Tag Archives: multi-mode distribution

UCLA Emergency Manager's view on the need for multimode notifications

I was absolutely thrilled to come across this post by David Burns, CEM(r), Emergency Manager with UCLA. It shows the growing awareness of the limitations of SMS text messaging–it simply is not the panacea that so many in emergency management in universities seemed to think after Virginia Tech. Mr. Burn’s listing of the different modes of communication used today is more comprehensive than anything else I’ve seen.

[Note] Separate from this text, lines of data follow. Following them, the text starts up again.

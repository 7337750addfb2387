//! Orchestration: every operation runs under one per-call deadline.
//!
//! Expiry drops the in-flight future, which aborts enrichment lookups. A
//! ledger write already handed to the store may still commit; the caller
//! learns the outcome by replaying the same reference id.

use std::future::Future;
use std::sync::Arc;
use std::time::Duration;

use serde::Serialize;
use tracing::{instrument, warn};

use walletd_core::{Cursor, OwnerId, WalletError, WalletId, WalletResult};
use walletd_wallet::{Amount, EnrichedWallet, OwnerProfile, ReferenceId, Transaction, Wallet};

use crate::enrichment::EnrichmentPipeline;
use crate::ledger_store::LedgerStore;
use crate::owner_directory::OwnerDirectory;
use crate::state_machine::{Reconciliation, WalletStateMachine};

/// Page size used when the caller asks for zero.
pub const DEFAULT_PAGE_SIZE: usize = 10;

/// Largest page a single `list` call may request.
pub const MAX_PAGE_SIZE: usize = 100;

/// One page of enriched wallets.
#[derive(Debug, Clone, PartialEq, Eq, Serialize)]
pub struct WalletPage {
    pub wallets: Vec<EnrichedWallet>,
    /// Empty once the sequence is exhausted.
    pub next_cursor: Cursor,
}

#[derive(Debug)]
pub struct WalletService<S, D> {
    machine: WalletStateMachine<S>,
    directory: Arc<D>,
    enrichment: EnrichmentPipeline<D>,
    timeout: Duration,
}

impl<S, D> WalletService<S, D>
where
    S: LedgerStore + Clone,
    D: OwnerDirectory + 'static,
{
    pub fn new(store: S, directory: Arc<D>, timeout: Duration, max_concurrency: usize) -> Self {
        Self {
            machine: WalletStateMachine::new(store),
            enrichment: EnrichmentPipeline::new(Arc::clone(&directory), max_concurrency),
            directory,
            timeout,
        }
    }

    pub fn timeout(&self) -> Duration {
        self.timeout
    }

    async fn deadline<T>(&self, op: &'static str, fut: impl Future<Output = WalletResult<T>>) -> WalletResult<T> {
        match tokio::time::timeout(self.timeout, fut).await {
            Ok(result) => result,
            Err(_) => {
                warn!(op, timeout_ms = self.timeout.as_millis() as u64, "wallet operation timed out");
                Err(WalletError::Timeout)
            }
        }
    }

    /// Register the owner (if new) and open their wallet.
    ///
    /// `name` only applies the first time an owner is seen; it defaults to the owner id.
    #[instrument(skip(self, name), fields(owner_id = %owner_id))]
    pub async fn init(&self, owner_id: OwnerId, name: Option<String>) -> WalletResult<Wallet> {
        self.deadline("init", async {
            let name = name.unwrap_or_else(|| owner_id.to_string());
            self.directory
                .register_owner(OwnerProfile {
                    id: owner_id.clone(),
                    name,
                })
                .await?;
            self.machine.init(owner_id).await
        })
        .await
    }

    #[instrument(skip(self), fields(owner_id = %owner_id))]
    pub async fn fetch(&self, owner_id: &OwnerId) -> WalletResult<Wallet> {
        self.deadline("fetch", self.machine.fetch(owner_id)).await
    }

    #[instrument(skip(self), fields(owner_id = %owner_id))]
    pub async fn enable(&self, owner_id: &OwnerId) -> WalletResult<Wallet> {
        self.deadline("enable", async {
            let wallet = self.machine.fetch_any(owner_id).await?;
            self.machine.enable(wallet.id).await
        })
        .await
    }

    #[instrument(skip(self), fields(owner_id = %owner_id))]
    pub async fn disable(&self, owner_id: &OwnerId) -> WalletResult<Wallet> {
        self.deadline("disable", async {
            let wallet = self.machine.fetch_any(owner_id).await?;
            self.machine.disable(wallet.id).await
        })
        .await
    }

    #[instrument(skip(self), fields(owner_id = %owner_id, reference_id = %reference_id))]
    pub async fn deposit(
        &self,
        owner_id: &OwnerId,
        reference_id: ReferenceId,
        amount: Amount,
    ) -> WalletResult<Transaction> {
        self.deadline("deposit", async {
            let wallet = self.machine.fetch_any(owner_id).await?;
            self.machine
                .deposit(wallet.id, amount, reference_id, owner_id.clone())
                .await
        })
        .await
    }

    #[instrument(skip(self), fields(owner_id = %owner_id, reference_id = %reference_id))]
    pub async fn withdraw(
        &self,
        owner_id: &OwnerId,
        reference_id: ReferenceId,
        amount: Amount,
    ) -> WalletResult<Transaction> {
        self.deadline("withdraw", async {
            let wallet = self.machine.fetch_any(owner_id).await?;
            self.machine
                .withdraw(wallet.id, amount, reference_id, owner_id.clone())
                .await
        })
        .await
    }

    /// A page of wallets after `cursor`, with owners attached.
    ///
    /// `page_size == 0` means [`DEFAULT_PAGE_SIZE`].
    #[instrument(skip(self, cursor), fields(cursor = %cursor))]
    pub async fn list(&self, cursor: &Cursor, page_size: usize) -> WalletResult<WalletPage> {
        let after = cursor.decode()?;
        let limit = match page_size {
            0 => DEFAULT_PAGE_SIZE,
            n if n > MAX_PAGE_SIZE => {
                return Err(WalletError::bad_input(format!(
                    "page size must be at most {MAX_PAGE_SIZE}"
                )));
            }
            n => n,
        };

        self.deadline("list", async {
            let rows = self.machine.list_after(after, limit).await?;
            let next_cursor = match rows.last() {
                Some(last) if rows.len() >= limit => Cursor::encode(last.created_at),
                _ => Cursor::start(),
            };
            let wallets = self.enrichment.enrich(rows).await?;
            Ok(WalletPage { wallets, next_cursor })
        })
        .await
    }

    #[instrument(skip(self), fields(wallet_id = %wallet_id))]
    pub async fn get_by_id(&self, wallet_id: WalletId) -> WalletResult<Wallet> {
        self.deadline("get_by_id", self.machine.get_by_id(wallet_id)).await
    }

    #[instrument(skip(self), fields(wallet_id = %wallet_id))]
    pub async fn reconcile(&self, wallet_id: WalletId) -> WalletResult<Reconciliation> {
        self.deadline("reconcile", self.machine.reconcile(wallet_id)).await
    }
}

Here are his comments as posted to the IAEM Discussion board:

People nowadays are connected to wide variety of technology to share and
gather information:

– they listen to the radio (AM and FM), including NOAA weather alerts;
– they listen to satellite radio (XM & Sirius;
– they use social networking sites (friend’s lists);
– they listen to podcasts;
– they use the Internet;
– they watch television (cable, over-the-air, and satellite);
– they text each other and receive text messages (SMS);
– they listen to amateur radio and public safety scanners;
– word of mouth, etc.

Our alert systems need to be just as diverse, flexible and adaptable to
the means by which people receive and exchange information.  With the
incidence of campus violence becoming a popular subject, college campus
administrators and campus emergency managers are looking to improve how
they communicate with their campus communities.   Because funding is
always an issue, especially in the surge of an economic slowdown, money
is the driving issue.

The solution in improving communication is money-based as in where do
you get the biggest bang for the buck?   In the year that has passed,
many SMS text-messaging vendors misrepresented the real-world
capabilities of text-messaging system to many of the folks who purchased
a product.   Now they have a resource, but with extreme limitations and
a broad definition of what successful delivery is? – from minutes to
hours.

Every resource we have in our mass notification arsenal all have
limitations.   Anyone who relies on just one single system is probably
foolish to believe that any one resource can be the “end-all, be all”
resource for a community as diverse as a college campus.   In fact, I
would suggest that you are actually increasing your risk and liability
for litigation by reliance on any single system.  Money drives this
logic, as people “settle” for what they can afford, knowing it will not
work, but are willing to roll the dice to have something tangible in
place, something to deflect potential criticism.

I spoke with a Virginia Tech administrator in June 2007, two months
after the massacre.  The one thing that I heard, and have listened to is
to “never settle for what you can’t afford.”   Their after-action report
was clear; many of their systems became overwhelmed because of the
tragedy as a result of geography (rural – limited capabilities), limited
systems, network and system bandwidth limitations, coupled with
worldwide demand for information is recipe to bring any local system(s)
crashing down.

SMS is only one resource.  It has severe limitations.   Use of SMS has
increased significantly over the past 5 years, especially in the past 14
months.  Technology advances make many systems obsolete within a couple
of years.  If everyone is using a system, increased use increases the
likelihood of failure in an emergency.

We currently use a SMS/text resource on our campus.   66% of the
students have refused to sign up despite regular marketing campaigns,
meaning that investment in such systems have limited success.   SMS
nationwide is rejected by the students themselves based on a 30% percent
sign-up average.   This issue alone makes the use of SMS limited in its
success by the sheer apathy of the student community itself.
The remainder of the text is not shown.